Para jurnalis ini menyatakan sikap ; Menolak dan meminta agar sejumlah pasal dalam draft revisi RUU Penyiaran yang mengancam dan bertentangan dengan kemerdekaan pers, dihapus; Mendesak Presiden dan DPR meninjau ulang urgensi revisi UU Penyiaran dengan melibatkan semua pihak seperti Dewan Pers, organisasi jurnalis, dan kelompok masyarakat sipil dengan prinsip bermakna; Mengajak semua pihak untuk mengawal revisi RUU Penyiaran agar tidak menjadi alat untuk membungkam kemerdekaan pers serta kreativitas individu di berbagai platform.

Selain melakukan orasi dengan membentangkan spanduk dengan bermacam tulisan penolakan dan kritikan, dilakukan aksi teatrikal dengan meletakan id card dari masing – masing media yang menolak revisi RUU Penyiaran.

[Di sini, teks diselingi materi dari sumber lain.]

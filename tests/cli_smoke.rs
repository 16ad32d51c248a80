//! End-to-end runs of the binary. Each test passes --config pointing into its
//! own temp dir so the user's real config is never read or created.

use assert_cmd::assert::OutputAssertExt; // bring .assert() into scope
use std::fs;
use std::path::Path;
use std::process::Command;
use tempfile::tempdir;

/// Canonical temp dir: on macOS the temp root sits behind a /var symlink,
/// which the config writer refuses.
fn base(td: &tempfile::TempDir) -> std::path::PathBuf {
    fs::canonicalize(td.path()).unwrap()
}

fn tidy(cfg: &Path) -> Command {
    let me = assert_cmd::cargo::cargo_bin!("tidy_move");
    let mut cmd = Command::new(me);
    cmd.arg("--config").arg(cfg).env_remove("TIDY_MOVE_CONFIG");
    cmd
}

fn stdout_of(cmd: &mut Command) -> String {
    let out = cmd.assert().success().get_output().stdout.clone();
    String::from_utf8(out).unwrap()
}

#[test]
fn organize_moves_files_into_category_folders() {
    let td = tempdir().unwrap();
    let cfg = base(&td).join("config.xml");
    let src = base(&td).join("in");
    fs::create_dir_all(&src).unwrap();
    fs::write(src.join("a.jpg"), "img").unwrap();
    fs::write(src.join("b.txt"), "doc").unwrap();

    let out = stdout_of(tidy(&cfg).arg("organize").arg(&src));
    assert!(out.contains("MOVED"), "stdout: {out}");
    assert!(src.join("Images/a.jpg").is_file());
    assert!(src.join("Documents/b.txt").is_file());
}

#[test]
fn dry_run_and_preview_leave_files_alone() {
    let td = tempdir().unwrap();
    let cfg = base(&td).join("config.xml");
    let src = base(&td).join("in");
    let target = base(&td).join("out");
    fs::create_dir_all(&src).unwrap();
    for n in ["a.txt", "b.txt", "c.txt"] {
        fs::write(src.join(n), n).unwrap();
    }

    let mut cmd = tidy(&cfg);
    cmd.arg("organize").arg(&src).arg("--target").arg(&target).arg("--dry-run");
    let out = stdout_of(&mut cmd);
    assert!(out.contains("would move"), "stdout: {out}");

    let out = stdout_of(tidy(&cfg).args(["preview", "--limit", "1"]).arg(&src));
    assert_eq!(out.lines().filter(|l| l.starts_with("MOVED")).count(), 1, "stdout: {out}");
    assert!(out.contains("2 more not shown"), "stdout: {out}");

    assert!(!target.exists());
    assert!(src.join("a.txt").is_file());
    assert!(!src.join("Documents").exists());
}

#[test]
fn failed_file_gives_nonzero_exit() {
    let td = tempdir().unwrap();
    let cfg = base(&td).join("config.xml");
    let src = base(&td).join("in");
    let target = base(&td).join("out");
    fs::create_dir_all(&src).unwrap();
    fs::create_dir_all(&target).unwrap();
    fs::write(target.join("Documents"), "not a folder").unwrap();
    fs::write(src.join("b.txt"), "doc").unwrap();
    fs::write(src.join("a.png"), "img").unwrap();

    tidy(&cfg)
        .arg("organize")
        .arg(&src)
        .arg("--target")
        .arg(&target)
        .assert()
        .failure();
    assert!(target.join("Images/a.png").is_file());
    assert!(src.join("b.txt").is_file());
}

#[test]
fn config_set_get_and_add_rule_persist() {
    let td = tempdir().unwrap();
    let cfg = base(&td).join("nested").join("config.xml");

    assert_eq!(stdout_of(tidy(&cfg).args(["config", "path"])).trim(), cfg.display().to_string());
    tidy(&cfg).args(["config", "set", "default_category", "Misc"]).assert().success();
    tidy(&cfg).args(["config", "add-rule", "Ebooks", "epub,mobi"]).assert().success();
    assert_eq!(stdout_of(tidy(&cfg).args(["config", "get", "default_category"])).trim(), "Misc");
    assert_eq!(
        stdout_of(tidy(&cfg).args(["config", "get", "categories.Ebooks"])).trim(),
        ".epub,.mobi"
    );

    // Rejected edits leave the file unchanged.
    tidy(&cfg).args(["config", "set", "date_format", "../%Y"]).assert().failure();
    tidy(&cfg).args(["config", "add-rule", "Books", "epub"]).assert().failure();
    tidy(&cfg).args(["config", "get", "nope"]).assert().failure();

    let list = stdout_of(tidy(&cfg).args(["config", "list"]));
    assert!(list.contains("categories.Ebooks = .epub,.mobi"));
    assert!(list.contains("date_format = %Y-%m"));
    assert!(!list.contains("categories.Books"));
}

#[test]
fn malformed_config_warns_but_still_runs() {
    let td = tempdir().unwrap();
    let cfg = base(&td).join("config.xml");
    fs::write(&cfg, "<config><categories>").unwrap();
    let src = base(&td).join("in");
    fs::create_dir_all(&src).unwrap();
    fs::write(src.join("x.pdf"), "pdf").unwrap();

    let out = tidy(&cfg).arg("organize").arg(&src).assert().success().get_output().clone();
    let stderr = String::from_utf8(out.stderr).unwrap();
    assert!(stderr.contains("Invalid configuration"), "stderr: {stderr}");
    assert!(src.join("Documents/x.pdf").is_file());

    // Editing refuses to overwrite the broken file with defaults.
    tidy(&cfg).args(["config", "set", "organize_by_date", "true"]).assert().failure();
    assert_eq!(fs::read_to_string(&cfg).unwrap(), "<config><categories>");
}

#[test]
fn stats_reports_counts() {
    let td = tempdir().unwrap();
    let cfg = base(&td).join("config.xml");
    let dir = base(&td).join("d");
    fs::create_dir_all(&dir).unwrap();
    fs::write(dir.join("a.mp3"), "12").unwrap();
    fs::write(dir.join("b.mp3"), "34").unwrap();
    fs::write(dir.join("c.zip"), "5").unwrap();

    let out = stdout_of(tidy(&cfg).arg("stats").arg(&dir));
    assert!(out.starts_with("3 files, 5 bytes"), "stdout: {out}");
    assert!(out.contains("Audio"));
    assert!(dir.join("a.mp3").is_file());
}
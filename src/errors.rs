//! Typed error definitions for tidy_move.
//! Every per-file failure maps onto one of these kinds so outcomes can be
//! reported as FAILED(kind) and tests can match on them.

use std::io;
use std::path::{Path, PathBuf};
use thiserror::Error;

#[derive(Debug, Error)]
pub enum TidyMoveError {
    #[error("Permission denied on {path}: {context}")]
    PermissionDenied { path: PathBuf, context: String },

    #[error("Source path not found: {0}")]
    SourceNotFound(PathBuf),

    #[error("Destination not writable {path}: {source}")]
    DestinationUnwritable {
        path: PathBuf,
        #[source]
        source: io::Error,
    },

    #[error("No free name for '{name}' in {dir} after {attempts} attempts")]
    ResolutionExhausted {
        dir: PathBuf,
        name: String,
        attempts: u32,
    },

    #[error("Copied {src} to {dest} but could not remove the original: {cause}")]
    PartialMove {
        src: PathBuf,
        dest: PathBuf,
        cause: io::Error,
    },

    #[error("Invalid configuration: {0}")]
    ConfigInvalid(String),

    #[error("Cannot read source directory {path}: {source}")]
    SourceDirUnreadable {
        path: PathBuf,
        #[source]
        source: io::Error,
    },

    #[error("Source {path} changed while copying (expected {expected} bytes, copied {copied})")]
    SourceChanged {
        path: PathBuf,
        expected: u64,
        copied: u64,
    },

    #[error("Filesystem watch failed: {0}")]
    Watch(#[from] notify::Error),

    #[error("Invalid watcher state: {0}")]
    InvalidState(&'static str),

    #[error("{op} '{path}': {source}")]
    Io {
        op: &'static str,
        path: PathBuf,
        #[source]
        source: io::Error,
    },
}

impl TidyMoveError {
    /// Stable numeric code for logs and exit statuses.
    pub fn code(&self) -> u16 {
        match self {
            TidyMoveError::PermissionDenied { .. } => 10,
            TidyMoveError::SourceNotFound(_) => 11,
            TidyMoveError::DestinationUnwritable { .. } => 12,
            TidyMoveError::ResolutionExhausted { .. } => 13,
            TidyMoveError::PartialMove { .. } => 14,
            TidyMoveError::ConfigInvalid(_) => 15,
            TidyMoveError::SourceDirUnreadable { .. } => 16,
            TidyMoveError::SourceChanged { .. } => 17,
            TidyMoveError::Watch(_) => 18,
            TidyMoveError::InvalidState(_) => 19,
            TidyMoveError::Io { .. } => 20,
        }
    }

    /// Short machine-friendly name, used as the `kind` field in structured logs.
    pub fn kind(&self) -> &'static str {
        match self {
            TidyMoveError::PermissionDenied { .. } => "permission_denied",
            TidyMoveError::SourceNotFound(_) => "source_not_found",
            TidyMoveError::DestinationUnwritable { .. } => "destination_unwritable",
            TidyMoveError::ResolutionExhausted { .. } => "resolution_exhausted",
            TidyMoveError::PartialMove { .. } => "partial_move",
            TidyMoveError::ConfigInvalid(_) => "config_invalid",
            TidyMoveError::SourceDirUnreadable { .. } => "source_dir_unreadable",
            TidyMoveError::SourceChanged { .. } => "source_changed",
            TidyMoveError::Watch(_) => "watch",
            TidyMoveError::InvalidState(_) => "invalid_state",
            TidyMoveError::Io { .. } => "io",
        }
    }

    /// Map an io::Error raised while touching the *source* file.
    pub(crate) fn from_source_io(op: &'static str, path: &Path, e: io::Error) -> Self {
        match e.kind() {
            io::ErrorKind::NotFound => TidyMoveError::SourceNotFound(path.to_path_buf()),
            io::ErrorKind::PermissionDenied => TidyMoveError::PermissionDenied {
                path: path.to_path_buf(),
                context: format!("{op}: {e}"),
            },
            _ => TidyMoveError::Io {
                op,
                path: path.to_path_buf(),
                source: e,
            },
        }
    }

    /// Map an io::Error raised while writing at the *destination*.
    pub(crate) fn from_dest_io(op: &'static str, path: &Path, e: io::Error) -> Self {
        match e.kind() {
            io::ErrorKind::PermissionDenied => TidyMoveError::PermissionDenied {
                path: path.to_path_buf(),
                context: format!("{op}: {e}"),
            },
            _ => TidyMoveError::DestinationUnwritable {
                path: path.to_path_buf(),
                source: e,
            },
        }
    }
}

pub type Result<T, E = TidyMoveError> = std::result::Result<T, E>;
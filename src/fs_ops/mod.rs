//! Filesystem operations used to relocate one file.
//!
//! `move_no_clobber` never replaces an existing destination. It tries a
//! no-clobber rename first and degrades to copy + publish + delete when the
//! rename cannot cross filesystems. Errors come back as typed `TidyMoveError`s,
//! except a destination that appeared under us, which the caller retries.

mod atomic;
mod copy;
mod helpers;
mod meta;
mod util;

pub use helpers::{io_error_with_help, io_error_with_help_io};

use std::fs;
use std::io;
use std::path::Path;
use tracing::{debug, warn};

use crate::errors::TidyMoveError;
use crate::platform::tmp_sibling_name;
use copy::CopyError;

/// How a successful move was carried out.
#[derive(Debug, Clone, Copy, PartialEq, Eq)]
pub enum MoveMethod {
    Renamed,
    Copied,
}

impl MoveMethod {
    pub fn as_str(self) -> &'static str {
        match self {
            MoveMethod::Renamed => "rename",
            MoveMethod::Copied => "copy",
        }
    }
}

#[derive(Debug)]
pub enum MoveFailure {
    /// Someone else created the destination after it was planned.
    DestinationTaken,
    Error(TidyMoveError),
}

impl From<TidyMoveError> for MoveFailure {
    fn from(e: TidyMoveError) -> Self {
        MoveFailure::Error(e)
    }
}

/// Create `dir` and its parents; existing directories are fine, including
/// ones a concurrent worker just made.
pub fn ensure_dir(dir: &Path) -> Result<(), TidyMoveError> {
    match fs::create_dir_all(dir) {
        Ok(()) => Ok(()),
        Err(_) if dir.is_dir() => Ok(()),
        Err(e) => Err(TidyMoveError::from_dest_io(
            "create directory",
            dir,
            io_error_with_help_io("create directory", dir)(e),
        )),
    }
}

/// Move `src` to the free path `dst` without ever overwriting.
pub fn move_no_clobber(
    src: &Path,
    dst: &Path,
    preserve_timestamps: bool,
) -> Result<MoveMethod, MoveFailure> {
    match atomic::rename_no_clobber(src, dst) {
        Ok(()) => {
            sync_parent(dst);
            return Ok(MoveMethod::Renamed);
        }
        Err(e) if e.kind() == io::ErrorKind::AlreadyExists => {
            return Err(MoveFailure::DestinationTaken);
        }
        Err(e) if needs_copy(&e) => {
            debug!(
                src = %src.display(),
                dst = %dst.display(),
                error = %e,
                "rename not possible; copying"
            );
        }
        Err(e) => return Err(rename_error(src, dst, e).into()),
    }

    copy_into_place(src, dst, preserve_timestamps)?;
    retire_source(src, dst)?;
    sync_parent(dst);
    Ok(MoveMethod::Copied)
}

/// Delete the original once its copy is published. If the original is
/// already gone, another mover won: withdraw our copy so the file exists once.
fn retire_source(src: &Path, dst: &Path) -> Result<(), MoveFailure> {
    match fs::remove_file(src) {
        Ok(()) => Ok(()),
        Err(e) if e.kind() == io::ErrorKind::NotFound => {
            let _ = fs::remove_file(dst);
            debug!(src = %src.display(), dest = %dst.display(), "source taken by another mover");
            Err(TidyMoveError::SourceNotFound(src.to_path_buf()).into())
        }
        Err(cause) => {
            warn!(
                src = %src.display(),
                dest = %dst.display(),
                error = %cause,
                "copied but original remains"
            );
            Err(TidyMoveError::PartialMove {
                src: src.to_path_buf(),
                dest: dst.to_path_buf(),
                cause,
            }
            .into())
        }
    }
}

/// Only a cross-device rename or a filesystem without hard links falls back
/// to copying. Permission errors from the rename itself do not.
fn needs_copy(e: &io::Error) -> bool {
    util::is_cross_device(e) || e.kind() == io::ErrorKind::Unsupported
}

/// Copy into a hidden sibling of `dst`, then publish it under `dst` with the
/// same no-clobber rename. A half-written file never carries the final name.
fn copy_into_place(src: &Path, dst: &Path, preserve_timestamps: bool) -> Result<(), MoveFailure> {
    let tmp = tmp_sibling_name(dst, "part");
    let src_meta = copy::copy_no_clobber(src, &tmp).map_err(|e| copy_failure(src, dst, e))?;
    if preserve_timestamps {
        keep_times(&src_meta, &tmp);
    }

    let Err(e) = atomic::rename_no_clobber(&tmp, dst) else {
        return Ok(());
    };
    let _ = fs::remove_file(&tmp);
    match e.kind() {
        io::ErrorKind::AlreadyExists => Err(MoveFailure::DestinationTaken),
        io::ErrorKind::Unsupported => {
            debug!(dest = %dst.display(), "no atomic publish on this filesystem; copying in place");
            let src_meta =
                copy::copy_no_clobber(src, dst).map_err(|e| copy_failure(src, dst, e))?;
            if preserve_timestamps {
                keep_times(&src_meta, dst);
            }
            Ok(())
        }
        _ => {
            let e = io_error_with_help_io("publish copy", dst)(e);
            Err(TidyMoveError::from_dest_io("publish copy", dst, e).into())
        }
    }
}

fn keep_times(src_meta: &fs::Metadata, path: &Path) {
    if let Err(e) = meta::preserve_times(src_meta, path) {
        warn!(dest = %path.display(), error = %e, "could not carry timestamps over");
    }
}

fn copy_failure(src: &Path, dst: &Path, e: CopyError) -> MoveFailure {
    match e {
        CopyError::Dest(e) if e.kind() == io::ErrorKind::AlreadyExists => {
            MoveFailure::DestinationTaken
        }
        CopyError::Dest(e) => {
            let e = io_error_with_help_io("copy into", dst)(e);
            TidyMoveError::from_dest_io("copy", dst, e).into()
        }
        CopyError::Source(e) => TidyMoveError::from_source_io("copy", src, e).into(),
        CopyError::Changed { expected, copied } => TidyMoveError::SourceChanged {
            path: src.to_path_buf(),
            expected,
            copied,
        }
        .into(),
    }
}

fn sync_parent(dst: &Path) {
    if let Some(parent) = dst.parent() {
        let _ = util::fsync_dir(parent);
    }
}

/// A rename error is about the source when the source is gone (or unreadable);
/// otherwise it is about the destination.
fn rename_error(src: &Path, dst: &Path, e: io::Error) -> TidyMoveError {
    match fs::symlink_metadata(src) {
        Err(se) if se.kind() == io::ErrorKind::NotFound => {
            TidyMoveError::SourceNotFound(src.to_path_buf())
        }
        _ if e.kind() == io::ErrorKind::PermissionDenied => TidyMoveError::PermissionDenied {
            path: src.to_path_buf(),
            context: helpers::build_message("move", dst, &e),
        },
        _ if e.kind() == io::ErrorKind::NotFound => {
            TidyMoveError::from_dest_io("move", dst, io_error_with_help_io("move into", dst)(e))
        }
        _ => TidyMoveError::Io {
            op: "move",
            path: src.to_path_buf(),
            source: io_error_with_help_io("move", dst)(e),
        },
    }
}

Aksi penolakan ini dilakukan oleh beberapa organisasi pers dan sejumlah media massa. Diantara, Aliansi Jurnalis Independen (AJI) Bandar Lampung, Ikatan Jurnalis Televisi Indonesia (IJTI) Lampung, Pewarta Foto Indonesia (PFI) Lampung, LBH Pers Lampung, dan pers mahasiswa.
Apa saja pasal-pasal bermasalah dalam draf revisi RUU Penyiaran ?
Pasal 8A huruf (q)
Dalam Pasal 8A huruf (q) draf Revisi UU Penyiaran, disebutkan bahwa KPI dalam menjalankan tugas berwenang menyelesaikan sengketa jurnalistik khusus di bidang penyiaran. Hal ini terjadi tumpang tindih dengan UU Nomor 40 Tahun 1999 tentang Pers atau UU Pers yang menyebut bahwa sengketa pers seharusnya diselesaikan oleh Dewan Pers.
2. Pasal 42 ayat 2
Serupa Pasal 8A huruf q, pasal 42 ayat 2 juga menyebut bahwa sengketa jurnalistik diurusi oleh KPI. Sedangkan berdasarkan UU Pers, penyelesaian sengketa jurnalistik dilakukan oleh Dewan pers.
3. Pasal 50 B ayat 2 huruf (c)
Pasal tersebut spesifik mengatur larangan penayangan eksklusif liputan investigasi. Padahal, UU No 40 Tahun 1999 tentang Pers yang menyatakan pers nasional tidak dikenakan penyensoran, pembredelan, dan pelarangan penyiaran.
4. Pasal 50B ayat 2 huruf (k)
Pasal tersebut dinilai “karet” sebab terdapat larangan membuat konten siaran yang mengandung penghinaan dan pencemaran nama baik. Padahal, Mahkamah Konstitusi RI telah membatalkan pasal berita bohong yang menimbulkan keonaran, Pasal 14 dan Pasal 15 pada UU No 1 Tahun 1946 dan Pasal 310 ayat (1) tentang pencemaran nama baik yang diatur dalam Kitab Undang-Undang Hukum Pidana pada 21 Maret 2024 lalu.
Pasal 51 huruf E
Selain Pasal 8A huruf (q) dan pasal 42 ayat 2, Pasal 51 huruf E juga tumpang tindih dengan UU Pers. Pasal ini mengatur bahwa penyelesaian sengketa jurnalistik dilakukan di pengadilan.
6. Penghapusan pasal 18 dan 20 dari UU Penyiaran no 32/2002.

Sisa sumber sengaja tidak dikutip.